## [Task to complete]
Scan the records below for the line with "config.apply_env(|name| std::env::var(name).ok());" and the line with "if let Some(url)". Repeat those two lines and every line between them exactly, and nothing else.

(Stored dataset items)
BEGIN
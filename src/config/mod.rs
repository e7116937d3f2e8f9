use crate::conversation::ConversationLimits;
use crate::session::SessionSettings;
use crate::storage::{DEFAULT_PREFIX, StorageKeys};
use anyhow::Context;
use serde::{Deserialize, Serialize};
use std::path::{Path, PathBuf};

/// Environment override for [`Config::api_base_url`].
pub const API_URL_ENV: &str = "CHATWIDGET_API_URL";
/// Environment variables checked for the chat API key, in order.
pub const CHAT_API_KEY_ENVS: &[&str] = &["CHATWIDGET_CHAT_API_KEY", "OPENAI_API_KEY"];

#[derive(Debug, Clone, Serialize, Deserialize)]
#[serde(default)]
pub struct Config {
    /// Issue-tracking API the authenticated client talks to.
    pub api_base_url: String,
    pub data_dir: PathBuf,
    /// Prefix for every storage key.
    pub storage_prefix: String,

    /// Sessions idle longer than this are replaced. Default: 86400 (24 hours).
    pub session_idle_timeout_secs: u64,
    /// Session heartbeat period. Default: 30.
    pub heartbeat_interval_secs: u64,

    pub max_conversations: usize,
    pub max_messages_per_conversation: usize,

    /// Listen address for `serve`.
    pub server_addr: String,

    pub chat: ChatConfig,
}

/// Upstream LLM used by the chat endpoint. Without an API key the
/// built-in canned replies are used.
#[derive(Clone, Serialize, Deserialize)]
#[serde(default)]
pub struct ChatConfig {
    pub api_key: Option<String>,
    pub base_url: String,
    pub model: String,
    pub system_prompt: String,
}

impl std::fmt::Debug for ChatConfig {
    fn fmt(&self, f: &mut std::fmt::Formatter<'_>) -> std::fmt::Result {
        f.debug_struct("ChatConfig")
            .field("api_key", &self.api_key.as_ref().map(|_| "[REDACTED]"))
            .field("base_url", &self.base_url)
            .field("model", &self.model)
            .finish_non_exhaustive()
    }
}

impl Default for ChatConfig {
    fn default() -> Self {
        Self {
            api_key: None,
            base_url: "https://api.openai.com/v1".to_string(),
            model: "gpt-4o-mini".to_string(),
            system_prompt: "You are a helpful assistant for a city's civic issue tracker. \
                Help residents and staff report, find and follow up on issues such as \
                potholes, broken streetlights, sanitation and graffiti. Be brief."
                .to_string(),
        }
    }
}

impl Default for Config {
    fn default() -> Self {
        let data_dir = dirs::data_dir()
            .map(|d| d.join("chatwidget"))
            .unwrap_or_else(|| PathBuf::from(".chatwidget"));

        Self {
            api_base_url: "http://localhost:8000/api".to_string(),
            data_dir,
            storage_prefix: DEFAULT_PREFIX.to_string(),
            session_idle_timeout_secs: 24 * 60 * 60,
            heartbeat_interval_secs: 30,
            max_conversations: 50,
            max_messages_per_conversation: 1000,
            server_addr: "127.0.0.1:3001".to_string(),
            chat: ChatConfig::default(),
        }
    }
}

impl Config {
    /// Default config file location.
    #[must_use]
    pub fn default_path() -> PathBuf {
        dirs::config_dir()
            .map(|d| d.join("chatwidget").join("config.toml"))
            .unwrap_or_else(|| PathBuf::from(".chatwidget/config.toml"))
    }

    /// Load from the default location, then apply environment overrides.
    pub fn load() -> anyhow::Result<Self> {
        let mut config = Self::load_from(&Self::default_path())?;
        config.apply_env(|name| std::env::var(name).ok());
        Ok(config)
    }

    /// Load from `path`; a missing file yields defaults.
    pub fn load_from(path: &Path) -> anyhow::Result<Self> {
        if !path.exists() {
            return Ok(Config::default());
        }

        let content = std::fs::read_to_string(path)
            .with_context(|| format!("Failed to read {}", path.display()))?;
        let config: Config =
            toml::from_str(&content).with_context(|| format!("Invalid config {}", path.display()))?;
        Ok(config)
    }

    fn apply_env(&mut self, lookup: impl Fn(&str) -> Option<String>) {
        if let Some(url) = lookup(API_URL_ENV).filter(|v| !v.is_empty()) {
            self.api_base_url = url;
        }
        if self.chat.api_key.is_none() {
            self.chat.api_key = CHAT_API_KEY_ENVS
                .iter()
                .find_map(|name| lookup(name).filter(|v| !v.is_empty()));
        }
    }

    /// Path of the long-lived storage file.
    #[must_use]
    pub fn storage_path(&self) -> PathBuf {
        self.data_dir.join("storage.json")
    }

    #[must_use]
    pub fn storage_keys(&self) -> StorageKeys {
        StorageKeys::with_prefix(&self.storage_prefix)
    }

    #[must_use]
    pub fn session_settings(&self) -> SessionSettings {
        SessionSettings {
            idle_timeout: chrono::Duration::seconds(
                i64::try_from(self.session_idle_timeout_secs)
                    .unwrap_or(i64::MAX)
                    .min(i64::MAX / 1000),
            ),
            heartbeat_interval: std::time::Duration::from_secs(self.heartbeat_interval_secs.max(1)),
            ..SessionSettings::default()
        }
    }

    #[must_use]
    pub fn conversation_limits(&self) -> ConversationLimits {
        ConversationLimits {
            max_conversations: self.max_conversations.max(1),
            max_messages: self.max_messages_per_conversation.max(1),
        }
    }
}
END
## [Answer to this task]
        config.apply_env(|name| std::env::var(name).ok());
        Ok(config)
    }

    /// Load from `path`; a missing file yields defaults.
    pub fn load_from(path: &Path) -> anyhow::Result<Self> {
        if !path.exists() {
            return Ok(Config::default());
        }

        let content = std::fs::read_to_string(path)
            .with_context(|| format!("Failed to read {}", path.display()))?;
        let config: Config =
            toml::from_str(&content).with_context(|| format!("Invalid config {}", path.display()))?;
        Ok(config)
    }

    fn apply_env(&mut self, lookup: impl Fn(&str) -> Option<String>) {
        if let Some(url) = lookup(API_URL_ENV).filter(|v| !v.is_empty()) {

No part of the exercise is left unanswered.